But, I realized, I had shown up.

Half the battle.

The rest of it was finding out who I was, what I wanted to do, and how I was going to get there.

Actions, so to speak, were louder than words. Louder than listening to myself. And that’s where listening to yourself really means confidence. Saying I will do this and then going and doing it is all about confidence.

Confidence is knowing that you are going to fail and not giving a damn because it all leads to exactly where you want to be. You don’t have to know how to get exactly where you want to be on the first try, you just need to find one way to make it happen.

I stopped trying to make myself look good on paper and I started being me.

What does that mean? It means I stopped trying to be perfect and started putting myself out there. It meant not taking a traditional route to becoming a writer. It meant ditching everything I thought I knew and what I had been told to do. It meant finding a path for me, not for everyone else.

Most of all it meant having the confidence to trust myself; that failure was okay because I was that much closer to where I wanted to be.

And listening to myself brought me to blogging and then writing columns on some of the biggest websites for women. It brought me to, just two weeks ago, performing one of my written pieces among not one, but two bestselling authors — one of them telling me that she loved my writing. Then, two published books.

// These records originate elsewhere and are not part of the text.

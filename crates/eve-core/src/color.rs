//! Colour handling: RGB triples, the CSS colour-name table, and the ROOT
//! colour-index palette.
//!
//! Two lookups live here:
//! - [`parse_color`] turns a palette selection (`"rgb(r, g, b)"`, a CSS
//!   colour name, or a `#hex` literal) into an [`Rgb`] triple.
//! - [`ColorIndex`] maps the numeric colour index stored on backend elements
//!   (`fMainColor`, `fLineColor`, ...) to a CSS colour string for display.

use std::collections::BTreeMap;
use std::fmt;
use std::sync::LazyLock;

use regex::Regex;
use serde::{Deserialize, Serialize};

/// An 8-bit RGB colour.
#[derive(Debug, Clone, Copy, PartialEq, Eq, Hash, Serialize, Deserialize)]
pub struct Rgb {
    pub r: u8,
    pub g: u8,
    pub b: u8,
}

impl Rgb {
    pub const fn new(r: u8, g: u8, b: u8) -> Self {
        Self { r, g, b }
    }

    /// Components as an array, in `r, g, b` order.
    pub fn components(&self) -> [u8; 3] {
        [self.r, self.g, self.b]
    }
}

impl fmt::Display for Rgb {
    fn fmt(&self, f: &mut fmt::Formatter<'_>) -> fmt::Result {
        write!(f, "rgb({}, {}, {})", self.r, self.g, self.b)
    }
}

static RGB_TUPLE_REGEX: LazyLock<Regex> = LazyLock::new(|| {
    Regex::new(r"rgb\((\d+),\s?(\d+),\s?(\d+)\)").expect("rgb tuple regex is valid")
});

static HEX_SHORTHAND_REGEX: LazyLock<Regex> = LazyLock::new(|| {
    Regex::new(r"(?i)^#?([a-f\d])([a-f\d])([a-f\d])$").expect("hex shorthand regex is valid")
});

static HEX_FULL_REGEX: LazyLock<Regex> = LazyLock::new(|| {
    Regex::new(r"(?i)^#?([a-f\d]{2})([a-f\d]{2})([a-f\d]{2})$").expect("hex regex is valid")
});

/// Parse a colour picked from the palette.
///
/// Tries an `rgb(r,g,b)` literal first, then a `#`-prefixed hex literal, then
/// the CSS colour-name table (case-sensitive). Returns `None` when nothing
/// matches or a component is out of range; callers must not dispatch in that
/// case.
pub fn parse_color(value: &str) -> Option<Rgb> {
    if let Some(caps) = RGB_TUPLE_REGEX.captures(value) {
        let r = caps[1].parse::<u8>().ok()?;
        let g = caps[2].parse::<u8>().ok()?;
        let b = caps[3].parse::<u8>().ok()?;
        return Some(Rgb::new(r, g, b));
    }

    if value.starts_with('#') {
        return parse_hex(value);
    }

    let hex = named_color_hex(value)?;
    parse_hex(hex)
}

/// Parse a 3- or 6-digit hex colour, with or without a leading `#`.
pub fn parse_hex(hex: &str) -> Option<Rgb> {
    let expanded = HEX_SHORTHAND_REGEX.replace(hex, "$1$1$2$2$3$3");
    let caps = HEX_FULL_REGEX.captures(&expanded)?;
    let channel = |i: usize| u8::from_str_radix(&caps[i], 16).ok();
    Some(Rgb::new(channel(1)?, channel(2)?, channel(3)?))
}

/// Look up the hex value (lower-case, no `#`) of a CSS colour name.
pub fn named_color_hex(name: &str) -> Option<&'static str> {
    NAMED_COLORS
        .iter()
        .find(|(n, _)| *n == name)
        .map(|(_, hex)| *hex)
}

/// CSS colour names offered by the palette popover.
pub const NAMED_COLORS: &[(&str, &str)] = &[
    ("aliceblue", "f0f8ff"),
    ("antiquewhite", "faebd7"),
    ("aqua", "00ffff"),
    ("aquamarine", "7fffd4"),
    ("azure", "f0ffff"),
    ("beige", "f5f5dc"),
    ("bisque", "ffe4c4"),
    ("black", "000000"),
    ("blanchedalmond", "ffebcd"),
    ("blue", "0000ff"),
    ("blueviolet", "8a2be2"),
    ("brown", "a52a2a"),
    ("burlywood", "deb887"),
    ("cadetblue", "5f9ea0"),
    ("chartreuse", "7fff00"),
    ("chocolate", "d2691e"),
    ("coral", "ff7f50"),
    ("cornflowerblue", "6495ed"),
    ("cornsilk", "fff8dc"),
    ("crimson", "dc143c"),
    ("cyan", "00ffff"),
    ("darkblue", "00008b"),
    ("darkcyan", "008b8b"),
    ("darkgoldenrod", "b8860b"),
    ("darkgray", "a9a9a9"),
    ("darkgrey", "a9a9a9"),
    ("darkgreen", "006400"),
    ("darkkhaki", "bdb76b"),
    ("darkmagenta", "8b008b"),
    ("darkolivegreen", "556b2f"),
    ("darkorange", "ff8c00"),
    ("darkorchid", "9932cc"),
    ("darkred", "8b0000"),
    ("darksalmon", "e9967a"),
    ("darkseagreen", "8fbc8f"),
    ("darkslateblue", "483d8b"),
    ("darkslategray", "2f4f4f"),
    ("darkslategrey", "2f4f4f"),
    ("darkturquoise", "00ced1"),
    ("darkviolet", "9400d3"),
    ("deeppink", "ff1493"),
    ("deepskyblue", "00bfff"),
    ("dimgray", "696969"),
    ("dimgrey", "696969"),
    ("dodgerblue", "1e90ff"),
    ("firebrick", "b22222"),
    ("floralwhite", "fffaf0"),
    ("forestgreen", "228b22"),
    ("fuchsia", "ff00ff"),
    ("gainsboro", "dcdcdc"),
    ("ghostwhite", "f8f8ff"),
    ("gold", "ffd700"),
    ("goldenrod", "daa520"),
    ("gray", "808080"),
    ("grey", "808080"),
    ("green", "008000"),
    ("greenyellow", "adff2f"),
    ("honeydew", "f0fff0"),
    ("hotpink", "ff69b4"),
    ("indianred", "cd5c5c"),
    ("indigo", "4b0082"),
    ("ivory", "fffff0"),
    ("khaki", "f0e68c"),
    ("lavender", "e6e6fa"),
    ("lavenderblush", "fff0f5"),
    ("lawngreen", "7cfc00"),
    ("lemonchiffon", "fffacd"),
    ("lightblue", "add8e6"),
    ("lightcoral", "f08080"),
    ("lightcyan", "e0ffff"),
    ("lightgoldenrodyellow", "fafad2"),
    ("lightgray", "d3d3d3"),
    ("lightgrey", "d3d3d3"),
    ("lightgreen", "90ee90"),
    ("lightpink", "ffb6c1"),
    ("lightsalmon", "ffa07a"),
    ("lightseagreen", "20b2aa"),
    ("lightskyblue", "87cefa"),
    ("lightslategray", "778899"),
    ("lightslategrey", "778899"),
    ("lightsteelblue", "b0c4de"),
    ("lightyellow", "ffffe0"),
    ("lime", "00ff00"),
    ("limegreen", "32cd32"),
    ("linen", "faf0e6"),
    ("magenta", "ff00ff"),
    ("maroon", "800000"),
    ("mediumaquamarine", "66cdaa"),
    ("mediumblue", "0000cd"),
    ("mediumorchid", "ba55d3"),
    ("mediumpurple", "9370db"),
    ("mediumseagreen", "3cb371"),
    ("mediumslateblue", "7b68ee"),
    ("mediumspringgreen", "00fa9a"),
    ("mediumturquoise", "48d1cc"),
    ("mediumvioletred", "c71585"),
    ("midnightblue", "191970"),
    ("mintcream", "f5fffa"),
    ("mistyrose", "ffe4e1"),
    ("moccasin", "ffe4b5"),
    ("navajowhite", "ffdead"),
    ("navy", "000080"),
    ("oldlace", "fdf5e6"),
    ("olive", "808000"),
    ("olivedrab", "6b8e23"),
    ("orange", "ffa500"),
    ("orangered", "ff4500"),
    ("orchid", "da70d6"),
    ("palegoldenrod", "eee8aa"),
    ("palegreen", "98fb98"),
    ("paleturquoise", "afeeee"),
    ("palevioletred", "db7093"),
    ("papayawhip", "ffefd5"),
    ("peachpuff", "ffdab9"),
    ("peru", "cd853f"),
    ("pink", "ffc0cb"),
    ("plum", "dda0dd"),
    ("powderblue", "b0e0e6"),
    ("purple", "800080"),
    ("red", "ff0000"),
    ("rosybrown", "bc8f8f"),
    ("royalblue", "4169e1"),
    ("saddlebrown", "8b4513"),
    ("salmon", "fa8072"),
    ("sandybrown", "f4a460"),
    ("seagreen", "2e8b57"),
    ("seashell", "fff5ee"),
    ("sienna", "a0522d"),
    ("silver", "c0c0c0"),
    ("skyblue", "87ceeb"),
    ("slateblue", "6a5acd"),
    ("slategray", "708090"),
    ("slategrey", "708090"),
    ("snow", "fffafa"),
    ("springgreen", "00ff7f"),
    ("steelblue", "4682b4"),
    ("tan", "d2b48c"),
    ("teal", "008080"),
    ("thistle", "d8bfd8"),
    ("tomato", "ff6347"),
    ("turquoise", "40e0d0"),
    ("violet", "ee82ee"),
    ("wheat", "f5deb3"),
    ("white", "ffffff"),
    ("whitesmoke", "f5f5f5"),
    ("yellow", "ffff00"),
    ("yellowgreen", "9acd32"),
    ("transparent", "00000000"),
];

/// The first entries of the ROOT colour table, indexed by colour number.
const BASIC_ROOT_COLORS: &[&str] = &[
    "white",
    "black",
    "red",
    "green",
    "blue",
    "yellow",
    "magenta",
    "cyan",
    "rgb(89,212,84)",
    "rgb(89,84,217)",
    "white",
];

/// Runs of consecutive colour indices, packed as 6-digit hex triples.
///
/// 11..100 are the fixed greys and the default palette, 201..228 the dark
/// and light variants, then the `kYellow`, `kGreen`, `kCyan`, `kBlue`,
/// `kMagenta` and `kRed` ranges, the colour wheel from `kOrange - 9` to
/// `kPink + 10`, and the `kGray` shades.
const PACKED_ROOT_COLORS: &[(u32, &str)] = &[
    (
        11,
        "c1b7ad4d4d4d6666668080809a9a9ab3b3b3cccccce6e6e6f3f3f3cdc8accdc8acc3c0a9bbb6a4b3a697b8a49cae9a8d9c8f83886657b1cfc885c3a48aa9a1839f8daebdc87b8f9a768a926983976e7b857d9ad280809caca6c0d4cf88dfbb88bd9f83c89a7dc08378cf5f61ac8f94a6787b946971d45a549300ff7b00ff6300ff4b00ff3300ff1b00ff0300ff0014ff002cff0044ff005cff0074ff008cff00a4ff00bcff00d4ff00ecff00fffd00ffe500ffcd00ffb500ff9d00ff8500ff6d00ff5500ff3d00ff2600ff0e0aff0022ff003aff0052ff006aff0082ff009aff00b1ff00c9ff00e1ff00f9ff00ffef00ffd700ffbf00ffa700ff8f00ff7700ff6000ff4800ff3000ff1800ff0000",
    ),
    (
        201,
        "5c5c5c7b7b7bb8b8b8d7d7d78a0f0fb81414ec4848f176760f8a0f14b81448ec4876f1760f0f8a1414b84848ec7676f18a8a0fb8b814ecec48f1f1768a0f8ab814b8ec48ecf176f10f8a8a14b8b848ecec76f1f1",
    ),
    (390, "ffffcdffff9acdcd9affff66cdcd669a9a66ffff33cdcd339a9a33666633ffff00cdcd009a9a00666600333300"),
    (406, "cdffcd9aff9a9acd9a66ff6666cd66669a6633ff3333cd33339a3333663300ff0000cd00009a00006600003300"),
    (422, "cdffff9affff9acdcd66ffff66cdcd669a9a33ffff33cdcd339a9a33666600ffff00cdcd009a9a006666003333"),
    (590, "cdcdff9a9aff9a9acd6666ff6666cd66669a3333ff3333cd33339a3333660000ff0000cd00009a000066000033"),
    (606, "ffcdffff9affcd9acdff66ffcd66cd9a669aff33ffcd33cd9a339a663366ff00ffcd00cd9a009a660066330033"),
    (622, "ffcdcdff9a9acd9a9aff6666cd66669a6666ff3333cd33339a3333663333ff0000cd00009a0000660000330000"),
    (
        791,
        "ffcd9acd9a669a66339a6600cd9a33ffcd66ff9a00ffcd33cd9a00ffcd00ff9a33cd66006633009a3300cd6633ff9a66ff6600ff6633cd3300ff33009aff3366cd00336600339a0066cd339aff6666ff0066ff3333cd0033ff00cdff9a9acd66669a33669a009acd33cdff669aff00cdff339acd00cdff009affcd66cd9a339a66009a6633cd9a66ffcd00ff9a33ffcd00cd9a00ffcd33ff9a00cd66006633009a3333cd6666ff9a00ff6633ff6600cd3300ff33339aff0066cd00336600339a3366cd669aff0066ff3366ff0033cd0033ff9acdff669acd33669a00669a339acd66cdff009aff33cdff009acd00cdffcd9aff9a66cd66339a66009a9a33cdcd66ff9a00ffcd33ff9a00cdcd00ff9a33ff6600cd33006633009a6633cd9a66ff6600ff6633ff3300cd3300ffff339acd00666600339a0033cd3366ff669aff0066ff3366cd0033ff0033ff9acdcd669a9a33669a0066cd339aff66cdff009aff33cdcd009aff00cd",
    ),
    (920, "cdcdcd9a9a9a666666333333"),
];

/// The full ROOT colour table, built once from the basic and packed runs.
static ROOT_COLORS: LazyLock<BTreeMap<u32, String>> = LazyLock::new(|| {
    let mut table: BTreeMap<u32, String> = BASIC_ROOT_COLORS
        .iter()
        .zip(0u32..)
        .map(|(color, index)| (index, color.to_string()))
        .collect();
    table.insert(110, "white".to_string());

    for (first, packed) in PACKED_ROOT_COLORS {
        for (index, chunk) in (*first..).zip(packed.as_bytes().chunks_exact(6)) {
            let rgb = std::str::from_utf8(chunk).ok().and_then(parse_hex);
            if let Some(rgb) = rgb {
                table.insert(index, format!("rgb({},{},{})", rgb.r, rgb.g, rgb.b));
            }
        }
    }
    table
});

/// Maps backend colour indices to CSS colour strings.
///
/// Starts from the ROOT colour table; additional indices (user palettes,
/// `TColor` allocations) are supplied as overrides, typically from the
/// `[colors]` table of the settings file.
#[derive(Debug, Clone, Default)]
pub struct ColorIndex {
    overrides: BTreeMap<u32, String>,
}

impl ColorIndex {
    pub fn new() -> Self {
        Self::default()
    }

    /// Register or replace the colour for an index.
    pub fn insert(&mut self, index: u32, color: impl Into<String>) {
        self.overrides.insert(index, color.into());
    }

    /// CSS colour for `index`, or `None` for an unknown index.
    pub fn lookup(&self, index: u32) -> Option<&str> {
        self.overrides
            .get(&index)
            .or_else(|| ROOT_COLORS.get(&index))
            .map(String::as_str)
    }
}
//! Editor model: the flat list of records the GED shows for one element.

use serde::Serialize;
use serde_json::Value;

use eve_core::{ColorIndex, Element, ElementId};

use crate::schema::{SchemaEntry, ValueKind};

/// Current value of one editable property.
#[derive(Debug, Clone, PartialEq, Serialize)]
#[serde(tag = "kind", content = "value")]
pub enum EditorValue {
    Bool(bool),
    Number(f64),
    String(String),
    /// CSS colour of the stored colour index; `None` for an unknown index
    Color(Option<String>),
    Action,
    /// Raw member value for a kind this build cannot edit
    Unsupported(Value),
}

impl EditorValue {
    /// Convert a raw member value according to `kind`.
    ///
    /// Missing members take the kind's empty value.
    pub fn from_member(kind: ValueKind, raw: Option<Value>, colors: &ColorIndex) -> Self {
        match kind {
            ValueKind::Bool => EditorValue::Bool(match raw {
                Some(Value::Bool(b)) => b,
                Some(Value::Number(n)) => n.as_f64().is_some_and(|v| v != 0.0),
                _ => false,
            }),
            ValueKind::Number => EditorValue::Number(match raw {
                Some(Value::Number(n)) => n.as_f64().unwrap_or_default(),
                Some(Value::String(s)) => s.trim().parse().unwrap_or_default(),
                Some(Value::Bool(b)) => f64::from(u8::from(b)),
                _ => 0.0,
            }),
            ValueKind::String => EditorValue::String(match raw {
                Some(Value::String(s)) => s,
                Some(Value::Null) | None => String::new(),
                Some(other) => other.to_string(),
            }),
            ValueKind::Color => EditorValue::Color(match raw {
                Some(Value::Number(n)) => n
                    .as_u64()
                    .and_then(|index| u32::try_from(index).ok())
                    .and_then(|index| colors.lookup(index))
                    .map(str::to_string),
                // already a CSS colour
                Some(Value::String(s)) => Some(s),
                _ => None,
            }),
            ValueKind::Action => EditorValue::Action,
            ValueKind::Unsupported => EditorValue::Unsupported(raw.unwrap_or(Value::Null)),
        }
    }
}

/// One row of the editor: label, value, and the entry that produced it.
#[derive(Debug, Clone, PartialEq, Serialize)]
pub struct EditorRecord {
    pub label: String,
    pub value: EditorValue,
    pub entry: SchemaEntry,
}

/// Records for one element plus display metadata.
#[derive(Debug, Clone, PartialEq, Serialize)]
pub struct EditorModel {
    pub element_id: ElementId,
    /// Fully qualified type name, as required by the invocation target
    pub element_type: String,
    /// `"<name> (<short type>)"`
    pub title: String,
    pub records: Vec<EditorRecord>,
    /// Longest label, in characters
    pub max_label_width: usize,
}

impl EditorModel {
    pub fn is_empty(&self) -> bool {
        self.records.is_empty()
    }
}

/// Builds [`EditorModel`]s, mapping colour indices through a [`ColorIndex`].
#[derive(Debug, Clone, Copy)]
pub struct EditorModelBuilder<'a> {
    colors: &'a ColorIndex,
}

impl<'a> EditorModelBuilder<'a> {
    pub fn new(colors: &'a ColorIndex) -> Self {
        Self { colors }
    }

    /// Build the record list for `element` from its resolved schema.
    ///
    /// Records follow schema order; the output depends only on the element
    /// snapshot and the schema.
    pub fn build(&self, element: &Element, schema: &[SchemaEntry]) -> EditorModel {
        let records: Vec<EditorRecord> = schema
            .iter()
            .map(|entry| {
                let raw = element.field(&entry.backing_field);
                if raw.is_none() && entry.value_kind != ValueKind::Action {
                    tracing::trace!(
                        "Element {} has no member {}",
                        element.id,
                        entry.backing_field
                    );
                }
                EditorRecord {
                    label: entry.name.clone(),
                    value: EditorValue::from_member(entry.value_kind, raw, self.colors),
                    entry: entry.clone(),
                }
            })
            .collect();

        let max_label_width = schema
            .iter()
            .map(|entry| entry.name.chars().count())
            .max()
            .unwrap_or(0);

        EditorModel {
            element_id: element.id,
            element_type: element.type_name.clone(),
            title: format!("{} ({})", element.name, element.short_type_name()),
            records,
            max_label_width,
        }
    }
}
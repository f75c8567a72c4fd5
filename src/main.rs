//! eveged - headless EVE inspector
//!
//! This is the binary entry point. All logic lives in the library.

use std::path::PathBuf;

use clap::{Parser, Subcommand};
use tracing::{error, info};

use eve_app::config;
use eve_core::ElementId;
use eve_inspector::inspect;

/// Headless summary tree, generic editor and fit panel for EVE event displays
#[derive(Parser, Debug)]
#[command(name = "eveged")]
#[command(about = "Headless inspector for EVE event displays", long_about = None)]
struct Args {
    #[command(subcommand)]
    command: Command,
}

#[derive(Subcommand, Debug)]
enum Command {
    /// Read NDJSON messages on stdin, write NDJSON events on stdout
    Headless {
        /// Directory holding `.eve/config.toml`
        #[arg(long, value_name = "DIR")]
        config: Option<PathBuf>,
    },

    /// Print the summary tree of a scene dump
    Summary {
        #[arg(value_name = "SCENE")]
        scene: PathBuf,

        #[arg(long, value_name = "DIR")]
        config: Option<PathBuf>,
    },

    /// Print the editor an element of a scene dump would get
    Ged {
        #[arg(value_name = "SCENE")]
        scene: PathBuf,

        /// Element id
        #[arg(value_name = "ID")]
        id: u32,

        #[arg(long, value_name = "DIR")]
        config: Option<PathBuf>,
    },

    /// Write a commented default `.eve/config.toml`
    Init {
        #[arg(value_name = "DIR")]
        dir: Option<PathBuf>,
    },
}

fn base_dir(dir: Option<PathBuf>) -> PathBuf {
    dir.unwrap_or_else(|| std::env::current_dir().unwrap_or_else(|_| PathBuf::from(".")))
}

#[tokio::main]
async fn main() -> color_eyre::Result<()> {
    color_eyre::install()?;

    // Log to file; stdout carries command output
    eve_core::logging::init()?;

    let args = Args::parse();
    let result = match args.command {
        Command::Headless { config } => eve_inspector::run_headless(&base_dir(config)).await,
        Command::Summary { scene, config } => {
            let settings = config::load_settings(&base_dir(config));
            inspect::load_roots(&scene)
                .and_then(|roots| inspect::load_state(settings, roots))
                .map(|state| print!("{}", inspect::render_summary(&state)))
        }
        Command::Ged { scene, id, config } => {
            let settings = config::load_settings(&base_dir(config));
            inspect::load_roots(&scene)
                .and_then(|roots| inspect::load_state(settings, roots))
                .and_then(|mut state| inspect::render_editor(&mut state, ElementId(id)))
                .map(|json| println!("{}", json))
        }
        Command::Init { dir } => {
            let dir = base_dir(dir);
            config::init_config_dir(&dir).map(|()| {
                info!("Initialised {}", dir.display());
                println!("{}", dir.join(config::EVE_DIR).display());
            })
        }
    };

    if let Err(ref e) = result {
        error!("Application error: {:?}", e);
    }
    Ok(result?)
}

I am a professional writer.

With a college degree.

Those are the things that I am now.

How can you take what you want – success – and make it happen?

Show up: it’s half the battle.

Do not be afraid to try things by yourself. Or go places by yourself. Do not wait for permission to take a step closer to exactly what you want. If you do, you’ll always be waiting.

Whatever you’re passionate about, that’s what you’re meant to do. Everything else is a stepping stone.

If you’re saying: what I really like can’t possibly be a career. Then, I think, you haven’t failed enough. Failure moves you one step closer to exactly what you want as long as you have the confidence to back it up.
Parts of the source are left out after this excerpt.